I'm new to R and am trying to run a t-test for two means. I keep getting the error is.atomic is not TRUE. I know I need to make my data atomic, but I haven't found a way online.
I've ran code to check that the data is recursive and did a as.data.frame(mydata).
titanic_summary <- data.frame(Outcome = c("Survived", "Died"),
Mean_Age = c(28.34369, 30.62618),
N = c(342, 549),
Total_Missing = c(52, 125))
titanic_summary
Run a stats test (two sample T-test)
str(titanic_summary)
as.data.frame(titanic_summary)
is.atomic(titanic_summary)
is.recursive(titanic_summary)
titanic_test <- titanic_summary %>%
t.test(Outcome~Mean_Age)
Error in var(x) : is.atomic(x) is not TRUE

t.test does not work the way you seem to think. To avoid that particular error, you could instead use something like titanic_test <- t.test(Mean_Age ~ Outcome, data = titanic_summary) but that would just give you different errors, which comes down to the real question:
You presumably want to see whether there may be a relationship between age and survival, i.e. whether the difference in average ages of 2.28249 is significant but you will need the individual ages or some other additional information about dispersion for this
If you do use the detailed dataset then I suspect that what you really want is something like this:
library(titanic)
titanic_test <- t.test(Age ~ Survived, data = titanic_train)
which would give (for the Kaggle selected training set used in the titanic package)
> titanic_test
Welch Two Sample t-test
data: Age by Survived
t = 2.046, df = 598.84, p-value = 0.04119
alternative hypothesis: true difference in means is not equal to 0
95 percent confidence interval:
0.09158472 4.47339446
sample estimates:
mean in group 0 mean in group 1
30.62618 28.34369

Related

Paired sample t-test in R: a question of direction

I have a question about the sign of t in a paired-sample t-test using different data structures, but the same data.

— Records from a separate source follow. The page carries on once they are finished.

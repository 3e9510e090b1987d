//! Rendering tests for the dashboard screens

mod helpers;

use cdd_config::GlobalConfig;
use cdd_provider::test_support::{mock_raw_stats, MockRuntime};
use cdd_provider::ProviderError;
use cdd_tui::App;
use crossterm::event::{KeyCode, KeyModifiers};
use helpers::{mock_with_three, render_app, settle, started_app};
use std::sync::Arc;

/// The list shows one row per container with its state
#[tokio::test(start_paused = true)]
async fn test_renders_container_rows() {
    let mock = mock_with_three();
    let app = started_app(&mock).await;

    let screen = render_app(&app, 120, 30);
    assert!(screen.contains("cdd - Container Dashboard"));
    assert!(screen.contains("3 containers found"));
    assert!(screen.contains("web"));
    assert!(screen.contains("db"));
    assert!(screen.contains("cache"));
    assert!(screen.contains("RUNNING"));
    assert!(screen.contains("EXITED"));
    assert!(screen.contains("alpine:latest"));
}

/// An empty runtime renders the placeholder
#[tokio::test(start_paused = true)]
async fn test_renders_empty_list() {
    let mock = Arc::new(MockRuntime::new());
    let app = started_app(&mock).await;

    let screen = render_app(&app, 120, 30);
    assert!(screen.contains("No containers found"));
    assert!(screen.contains("0 containers found"));
}

/// Before the first poll lands nothing is selected and nothing panics
#[test]
fn test_renders_before_start() {
    let mock = Arc::new(MockRuntime::new());
    let app = App::with_runtime(mock, &GlobalConfig::default());

    let screen = render_app(&app, 80, 20);
    assert!(screen.contains("No containers found"));
    assert!(screen.contains("No stats: container not running"));
}

/// A failed refresh is reported while the previous rows stay visible
#[tokio::test(start_paused = true)]
async fn test_renders_refresh_error() {
    let mock = mock_with_three();
    let mut app = started_app(&mock).await;

    *mock.list_result.lock().unwrap() = Err(ProviderError::ConnectionError("daemon gone".into()));
    tokio::time::advance(std::time::Duration::from_millis(3000)).await;
    settle(&mut app).await;

    let screen = render_app(&app, 120, 30);
    assert!(screen.contains("Refresh failed"));
    assert!(screen.contains("daemon gone"));
    assert!(screen.contains("web"));
}

/// The stats bar shows the selected container's usage
#[tokio::test(start_paused = true)]
async fn test_renders_stats_bar() {
    let mock = mock_with_three();
    mock.stats_queue
        .lock()
        .unwrap()
        .push_back(Ok(mock_raw_stats(50, 100, 1)));
    let mut app = started_app(&mock).await;
    settle(&mut app).await;

    let screen = render_app(&app, 120, 30);
    assert!(screen.contains("CPU: ▓▓▓▓▓░░░░░ 50.00%"));
    assert!(screen.contains("(64.0 MiB / 1.0 GiB)"));
}

/// Exited containers are not sampled
#[tokio::test(start_paused = true)]
async fn test_stats_bar_for_exited_container() {
    let mock = mock_with_three();
    let mut app = started_app(&mock).await;

    app.send_key(KeyCode::Char('j'), KeyModifiers::NONE);
    let screen = render_app(&app, 120, 30);
    assert!(screen.contains("No stats: container not running"));
}

/// Rejected actions show a warning in the feedback line
#[tokio::test(start_paused = true)]
async fn test_renders_feedback_message() {
    let mock = mock_with_three();
    let mut app = started_app(&mock).await;

    app.send_key(KeyCode::Char('i'), KeyModifiers::NONE);
    let screen = render_app(&app, 120, 30);
    assert!(screen.contains("Container is already running."));
}

/// The usage menu follows the mode
#[tokio::test(start_paused = true)]
async fn test_usage_menu_per_mode() {
    let mock = mock_with_three();
    let mut app = started_app(&mock).await;

    let screen = render_app(&app, 120, 30);
    assert!(screen.contains("i: Start"));
    assert!(screen.contains("q: Quit"));

    app.send_key(KeyCode::Char('c'), KeyModifiers::NONE);
    let screen = render_app(&app, 120, 30);
    assert!(screen.contains("Enter: Continue  Esc: Cancel"));
}

/// The creation prompt shows the step, label and typed value
#[tokio::test(start_paused = true)]
async fn test_renders_creation_prompt() {
    let mock = mock_with_three();
    let mut app = started_app(&mock).await;

    app.send_key(KeyCode::Char('c'), KeyModifiers::NONE);
    for c in "redis".chars() {
        app.send_key(KeyCode::Char(c), KeyModifiers::NONE);
    }

    let screen = render_app(&app, 120, 30);
    assert!(screen.contains("Create Container"));
    assert!(screen.contains("Step 1/4: Image"));
    assert!(screen.contains("Name of the image to create"));
    assert!(screen.contains("redis_"));
    assert!(screen.contains("Press Enter to continue, Escape to cancel"));
}

/// Database images get a reminder about required environment variables
#[tokio::test(start_paused = true)]
async fn test_renders_database_env_warning() {
    let mock = mock_with_three();
    let mut app = started_app(&mock).await;

    app.send_key(KeyCode::Char('c'), KeyModifiers::NONE);
    for c in "postgres:16".chars() {
        app.send_key(KeyCode::Char(c), KeyModifiers::NONE);
    }
    for _ in 0..3 {
        app.send_key(KeyCode::Enter, KeyModifiers::NONE);
    }

    let screen = render_app(&app, 120, 30);
    assert!(screen.contains("Step 4/4: Env"));
    assert!(screen.contains("Warning: This image usually requires"));
}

I know that the sign doesn't make a difference in terms of significance, but, it does generally tell the user if there have been decreases over time or increases over time. So, I need to make sure that the code I provide produces the same results OR, is explained correctly.
I have to explain the results (and code) as an example we're giving users of our software, which uses R (Rdotnet within a C# program) for statistics. I'm unclear as to the proper order of variables in both methods in R.
Method 1 uses two matrices
## Sets seed for repetitive number generation
set.seed(2820)
## Creates the matrices
preTest <- c(rnorm(100, mean = 145, sd = 9))
postTest <- c(rnorm(100, mean = 138, sd = 8))
## Runs paired-sample T-Test just on two original matrices
t.test(preTest,postTest, paired = TRUE)
The results show significance and with the positive t, tells me that there has been a reduction in the mean difference from preTest to PostTest.
Paired t-test
data: preTest and postTest
t = 7.1776, df = 99, p-value = 1.322e-10
alternative hypothesis: true difference in means is not equal to 0
95 percent confidence interval:
6.340533 11.185513
sample estimates:
mean of the differences
8.763023
However, most people are going to get their data not from two matrices, but, from a file with values for BEFORE and AFTER. I will have these data in a csv and import them during a demo. So, to mimic this, I need to create data frame in the structure that users of our software are used to seeing. 'pstt' should look like the dataframe I have after I import a csv.
Method 2: uses a flat-file structure
## Converts the matrices into a dataframe that looks like the way these
data are normally stored in a csv or Excel
ID <- c(1:100)
pstt <- data.frame(ID,preTest,postTest)
## Puts the data in a form that can be used by R (grouping var | data var)
pstt2 <- data.frame(
group = rep(c("preTest","postTest"),each = 100),
weight = c(preTest, postTest)
)
## Runs paired-sample T-Test on the newly structured data frame
t.test(weight ~ group, data = pstt2, paired = TRUE)
The results for this t-test has the t negative, which may indicate to the user that the variable under study has increased over time.
Paired t-test
data: weight by group
t = -7.1776, df = 99, p-value = 1.322e-10
alternative hypothesis: true difference in means is not equal to 0
95 percent confidence interval:
-11.185513 -6.340533
sample estimates:
mean of the differences
-8.763023
Is there a way to define explicitly which group is the BEFORE and which is the AFTER? Or, do you have to have the AFTER group first in Method 2.
Thanks for any help/explanation.
Here is the full R program that I used:
## sets working dir
# setwd("C:\\Temp\\")
## runs file from command line
# source("paired_ttest.r",echo=TRUE)
## Sets seed for repetitive number generation
set.seed(2820)
## Creates the matrices
preTest <- c(rnorm(100, mean = 145, sd = 9))
postTest <- c(rnorm(100, mean = 138, sd = 8))
ID <- c(1:100)
## Converts the matrices into a dataframe that looks like the way these
data are normally stored
pstt <- data.frame(ID,preTest,postTest)
## Puts the data in a form that can be used by R (grouping var | data var)
pstt2 <- data.frame(
group = rep(c("preTest","postTest"),each = 100),
weight = c(preTest, postTest)
)
print(pstt2)
## Runs paired-sample T-Test just on two original matrices
# t.test(preTest,postTest, paired = TRUE)
## Runs paired-sample T-Test on the newly structured data frame
t.test(weight ~ group, data = pstt2, paired = TRUE)
Since group is a factor, the t.test will use the first level of that factor as the reference level. By default factor levels are sorted alphabetically to "AFTER" would come before "BEFORE" and "postTest" would be come before "preTest". You can explicitly set reference level of a factor with relevel().
t.test(weight ~ relevel(group, "preTest"), data = pstt2, paired = TRUE)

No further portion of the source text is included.